I saw the N. Boone marked rifle at KRA. I have the highest regard for its owner, a noted gunbuilder and superior gun restorer. Furthermore, he is a true gentleman and I am glad he got this rifle and not some farmer who planned to use it to dispach hogs.
This being said, if I am not mistaken, he is not a professional researcher and this could be his sole major treatise. I would offer these suggestions to any newbe to the area of written scholarship. All of us, no matter how experienced at the business, can be hoodwinked by our own desires and wishes. When we wish for something to turn out a certrain way, it often does. We all have blind spots caused by our wants and by leaps of faith. Conjecture, assumption, guesswork, opinionated notions, and subjective interpretations of a few books don't make for hard research. It is a good story, but methinks we are still at the story stage. There is not one thread of scientifically or historically acceptable fact here, that I have seen, that connects the rifle to the story; that is the fundamental issue that must be cleaned up first! I'll be the first to admit that I haven't the slightest idea who made the gun, who carried the gun or who crudely scrached a name on the gun. But I remain unconvinced that anyone else does, either. Sometimes it is not what we don't know that causes problems, but rather what we think we know and for which we have no sound epistemological foundation.

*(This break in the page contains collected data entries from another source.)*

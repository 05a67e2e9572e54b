//! Kashshaf Export
//!
//! Serializes annotation records into a single-sheet `.xlsx` workbook.
//! The first row holds the column labels; each record follows on its own
//! row in the order it was parsed.

#![warn(missing_docs)]

mod xlsx;

pub use xlsx::{ExportOptions, XlsxExporter, DEFAULT_FILE_NAME, MAX_SHEET_NAME_LEN};

use thiserror::Error;

/// Errors that can occur while exporting records
#[derive(Error, Debug)]
pub enum ExportError {
    /// Workbook could not be built or serialized
    #[error("Spreadsheet error: {0}")]
    Xlsx(#[from] rust_xlsxwriter::XlsxError),

    /// Export options are unusable
    #[error("Invalid export options: {0}")]
    InvalidOptions(String),
}
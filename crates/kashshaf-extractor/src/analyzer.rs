//! Core Analyzer implementation

use crate::config::AnalyzerConfig;
use crate::error::AnalyzerError;
use crate::parser::parse_response;
use crate::prompt::{PromptBuilder, PromptTemplate};
use crate::types::{AnalysisMetadata, AnalysisRequest, AnalysisResult};
use kashshaf_domain::{CompletionProvider, CompletionRequest, ModelId, TextSource};
use std::fmt::Display;
use std::time::{Instant, SystemTime, UNIX_EPOCH};
use tokio::time::timeout;
use tracing::{debug, info, warn};

/// The Analyzer turns one document's text into annotation records
pub struct Analyzer<P>
where
    P: CompletionProvider,
{
    provider: P,
    template: PromptTemplate,
    config: AnalyzerConfig,
}

impl<P> Analyzer<P>
where
    P: CompletionProvider,
    P::Error: Display,
{
    /// Create a new Analyzer
    pub fn new(provider: P, template: PromptTemplate, config: AnalyzerConfig) -> Self {
        Self {
            provider,
            template,
            config,
        }
    }

    /// Create an Analyzer with the default template and configuration
    pub fn with_defaults(provider: P) -> Self {
        Self::new(provider, PromptTemplate::default(), AnalyzerConfig::default())
    }

    /// The prompt template in use
    pub fn template(&self) -> &PromptTemplate {
        &self.template
    }

    /// The configuration in use
    pub fn config(&self) -> &AnalyzerConfig {
        &self.config
    }

    /// The completion provider
    pub fn provider(&self) -> &P {
        &self.provider
    }

    /// Build the completion request for a text without sending it
    pub fn build_request(&self, text: &str, model: ModelId) -> CompletionRequest {
        CompletionRequest {
            model: model.as_str().to_string(),
            system_instruction: self.config.system_instruction.clone(),
            prompt: PromptBuilder::new(&self.template).build(text),
            temperature: self.config.temperature,
        }
    }

    /// Analyze text: prompt, complete, parse
    pub async fn analyze(&self, request: AnalysisRequest) -> Result<AnalysisResult, AnalyzerError> {
        self.config.validate().map_err(AnalyzerError::Config)?;

        if request.text.trim().is_empty() {
            return Err(AnalyzerError::EmptyDocument);
        }

        let text_chars = request.text.chars().count();
        if text_chars > self.config.max_text_length {
            return Err(AnalyzerError::TextTooLong(
                text_chars,
                self.config.max_text_length,
            ));
        }

        info!(
            "Starting analysis of '{}' with {}, text length {} chars",
            request.source_id, request.model, text_chars
        );

        let start_time = Instant::now();
        let completion = self.build_request(&request.text, request.model);
        let prompt_chars = completion.prompt.chars().count();

        debug!("Prompt length: {} chars", prompt_chars);

        let reply = timeout(
            self.config.request_timeout(),
            self.provider.complete(&completion),
        )
        .await
        .map_err(|_| AnalyzerError::Timeout(self.config.request_timeout_secs))?
        .map_err(|e| AnalyzerError::Llm(e.to_string()))?;

        debug!("Reply length: {} chars", reply.chars().count());

        let parsed = parse_response(&reply);

        if parsed.skipped_lines > 0 {
            warn!(
                "{} reply line(s) had fewer than 4 fields and were skipped",
                parsed.skipped_lines
            );
        }
        if parsed.is_empty() {
            warn!("Reply for '{}' contained no annotation records", request.source_id);
        }

        let metadata = AnalysisMetadata {
            source_id: request.source_id,
            model: request.model,
            timestamp: SystemTime::now()
                .duration_since(UNIX_EPOCH)
                .map(|d| d.as_secs())
                .unwrap_or(0),
            text_chars,
            prompt_chars,
            processing_time_ms: start_time.elapsed().as_millis() as u64,
        };

        info!(
            "Analysis complete: {} record(s), {} skipped line(s) in {} ms",
            parsed.records.len(),
            parsed.skipped_lines,
            metadata.processing_time_ms
        );

        Ok(AnalysisResult {
            records: parsed.records,
            skipped_lines: parsed.skipped_lines,
            raw_reply: reply,
            metadata,
        })
    }

    /// Read a text source, then analyze it
    pub async fn analyze_source<S>(
        &self,
        source: &S,
        source_id: impl Into<String>,
        model: ModelId,
    ) -> Result<AnalysisResult, AnalyzerError>
    where
        S: TextSource + ?Sized,
        S::Error: Into<AnalyzerError>,
    {
        let text = source.read_text().map_err(Into::into)?;

        self.analyze(AnalysisRequest {
            text,
            source_id: source_id.into(),
            model,
        })
        .await
    }
}
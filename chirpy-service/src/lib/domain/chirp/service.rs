use std::sync::Arc;

use async_trait::async_trait;
use chrono::Utc;

use crate::domain::chirp::errors::ChirpError;
use crate::domain::chirp::models::Chirp;
use crate::domain::chirp::models::ChirpId;
use crate::domain::chirp::models::CreateChirpCommand;
use crate::domain::chirp::models::ListChirpsQuery;
use crate::domain::chirp::models::SortOrder;
use crate::domain::chirp::ports::ChirpRepository;
use crate::domain::chirp::ports::ChirpServicePort;
use crate::domain::user::models::UserId;

/// Domain service implementation for chirp operations.
pub struct ChirpService<CR>
where
    CR: ChirpRepository,
{
    repository: Arc<CR>,
}

impl<CR> ChirpService<CR>
where
    CR: ChirpRepository,
{
    pub fn new(repository: Arc<CR>) -> Self {
        Self { repository }
    }
}

#[async_trait]
impl<CR> ChirpServicePort for ChirpService<CR>
where
    CR: ChirpRepository,
{
    async fn create_chirp(
        &self,
        command: CreateChirpCommand,
        author: UserId,
    ) -> Result<Chirp, ChirpError> {
        let now = Utc::now();
        let chirp = Chirp {
            id: ChirpId::new(),
            body: command.body,
            user_id: author,
            created_at: now,
            updated_at: now,
        };

        let created = self.repository.create(chirp).await?;
        tracing::info!(chirp_id = %created.id, user_id = %author, "Chirp created");

        Ok(created)
    }

    async fn get_chirp(&self, id: &ChirpId) -> Result<Chirp, ChirpError> {
        self.repository
            .find_by_id(id)
            .await?
            .ok_or(ChirpError::NotFound(id.to_string()))
    }

    async fn list_chirps(&self, query: ListChirpsQuery) -> Result<Vec<Chirp>, ChirpError> {
        let mut chirps = self.repository.list(query.author_id).await?;

        match query.sort {
            SortOrder::Asc => chirps.sort_by(|a, b| a.created_at.cmp(&b.created_at)),
            SortOrder::Desc => chirps.sort_by(|a, b| b.created_at.cmp(&a.created_at)),
        }

        Ok(chirps)
    }

    async fn delete_chirp(&self, id: &ChirpId, requester: &UserId) -> Result<(), ChirpError> {
        let chirp = self.get_chirp(id).await?;

        if chirp.user_id != *requester {
            tracing::warn!(
                chirp_id = %id,
                user_id = %requester,
                "Refused to delete chirp of another user"
            );
            return Err(ChirpError::Forbidden);
        }

        self.repository.delete(id).await?;
        tracing::info!(chirp_id = %id, user_id = %requester, "Chirp deleted");

        Ok(())
    }
}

It would only be fair to mention that my life has been spent critiquing educational policy, public policy, scientific literature and, currently, submissions for a juried criminal justice journal. My job was to detect weak or misleading language, plagiarism, and false or unfounded testimony. In my opinion, we are nowhere near the publication point on this one. Those trained in research would need a more convincing basis. That's just one man's opinion in the quest for veracity. I apologize in advance to my associates if I offend anyone, but the truth never emerges when people cower in silence out of fear of hurting someone's feelings. A thin skin is the first thing you shed in either a philisophy or research methodology classroom.
Point to ponder. My dad was scoutmaster back in the 1950's. Each boy took a "trail name" and many etched the name on their hatchet or canvas carrier. One boy's trail moniker was D. Crockett. I have his hatchet hanging above my workbench. Now, it is a Plumb brand tool, so only the least informed among us would miss the anachronism. But think about the logical extension of this kind of thinking.